Si para entonces el ajusticiado seguía vivo, el verdugo le extraía un órgano vital o le cortaba la cabeza para que terminara el suplicio. Después segaba los brazos y las piernas e iba descuartizando el tronco. Cada uno de los fragmentos era arrojado a una cesta y al final los guardias recorrían la multitud enseñando los restos, para que todos aprendieran la lección de a dónde conducía el hecho de perpetrar un asesinato. En ocasiones también los vendían como amuletos o para fabricar medicinas.

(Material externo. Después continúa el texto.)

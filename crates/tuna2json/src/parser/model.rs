use serde::Serialize;
use thiserror::Error;

/// Named captures extracted from one access-log line.
///
/// Borrows from the line being processed and never outlives a single
/// worker iteration.
#[derive(Debug, Clone, Copy, PartialEq, Eq, Default)]
pub struct ParsedFields<'a> {
    pub remote: &'a str,
    pub user: &'a str,
    pub time: &'a str,
    pub method: &'a str,
    /// Empty when the request line carried only a method.
    pub path: &'a str,
    pub code: &'a str,
    pub size: &'a str,
    pub content_type: &'a str,
    pub referer: &'a str,
    pub agent: &'a str,
    pub scheme: &'a str,
}

/// The accepted, transformed representation of a line.
///
/// Field order is the JSON key order on the wire.
#[derive(Debug, Clone, PartialEq, Eq, Serialize)]
pub struct OutputRecord<'a> {
    /// RFC3339, UTC
    pub time: String,
    pub method: &'a str,
    pub path: &'a str,
    /// Verbatim from input; may carry leading zeros or non-numeric text.
    pub code: &'a str,
    pub size: u64,
    pub agent: &'a str,
    pub scheme: &'a str,
    pub remote: &'a str,
}

/// Per-line failures. None of these ever stop a worker.
#[derive(Debug, Error)]
pub enum RecordError {
    #[error("line does not match access log grammar")]
    NoMatch,

    #[error("path {0:?} outside accepted prefix")]
    PathRejected(String),

    #[error("method {0:?} not allowed")]
    MethodRejected(String),

    #[error("parse time failed: {0:?} is not DD/Mon/YYYY:HH:MM:SS +HHMM")]
    MalformedTimestamp(String),

    #[error("parse time failed: {0}")]
    InvalidTimestamp(#[from] chrono::ParseError),

    #[error("parse size failed: {0}")]
    InvalidSize(#[from] std::num::ParseIntError),

    #[error("json marshal failed: {0}")]
    Encode(#[from] serde_json::Error),
}

impl RecordError {
    /// Whether the failure points at malformed input worth surfacing on the
    /// diagnostic channel, as opposed to a routine filter decision.
    pub fn is_diagnostic(&self) -> bool {
        matches!(
            self,
            RecordError::MalformedTimestamp(_)
                | RecordError::InvalidTimestamp(_)
                | RecordError::InvalidSize(_)
                | RecordError::Encode(_)
        )
    }

    pub fn is_filtered(&self) -> bool {
        matches!(self, RecordError::PathRejected(_) | RecordError::MethodRejected(_))
    }
}
use tuna2json::runtime::{boot, run};

#[tokio::main]
async fn main() -> Result<(), Box<dyn std::error::Error>> {
    boot::init_logging();
    let pipeline = boot::boot()?;
    run::run(pipeline).await
}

No existía una regla firme de cómo aplicar esta tortura, lo que hacía que la técnica en sí o la duración del proceso general pudieran variar según la voluntad del emperador, la habilidad del verdugo o la resistencia al dolor del prisionero. Generalmente la mutilación se producía más bien después de la muerte, ya que resultaba imposible aguantar semejante castigo sin fallecer. Están descritos casos de ajusticiamiento que llegaron a durar varios días.
El lingchi suponía un triple horror para los chinos: una muerte lenta y cruel, una humillación pública y una condena después de la muerte al haber troceado su cadáver.
El 10 de abril de 1905 se llevó a cabo en Pekín la muerte por lingchi de Fu–zhu–li, considerado la última persona que tuvo que sufrirlo. Su tortura se hizo famosa a nivel mundial. Un grupo de soldados franceses se encontraba en Pekín en esos momentos y tomó fotografías del hecho, lo que desató una oleada de presiones internacionales para que se prohibiera ese método de tortura. A finales del siglo XIX, casi todos los países occidentales habían eliminado sus penas de muerte, por lo que las imágenes de lo que estaba sucediendo en China fueron percibidas como actos de barbarie.
Sir Henry Norman en The People and Politics of the Far East, y George Ernest Morrison en An Australian in China, ambos en 1895, contaron por primera vez en Occidente cómo se llevaba a cabo un lingchi, lo que provocó una consternación general, pese a que Morrison explicaba que las mutilaciones ocurrían en su mayor parte cuando la víctima ya había muerto. William Arthur Curtis publicó fotografías de una ejecución parecida en 1890.
Pero las imágenes tan detalladas de la muerte de Fu–zhu–li decantaron a la opinión pública en contra de este horror, que fue prohibido por el Gobierno de China solo dos semanas después. Aun así, en 1912 aparecieron en la región de Tianjin unas tarjetas postales que mostraban las fotografías tomadas durante la ejecución, y que llegaron a ser aceptadas por el servicio postal chino y utilizadas por diversas personas. Hoy constituyen un hallazgos de coleccionistas y han hecho posible que esta clase de ejecución llegara hasta nuestros ojos en toda su crudeza.
La tortura de los prisioneros ha constituido desde siempre una de las clásicas aberraciones asociadas a las guerras y a los grandes imperios que las libran. Hoy se cumplen años del día en que un Gobierno entró en razón y la humanidad se libró de una de las peores formas de matanza.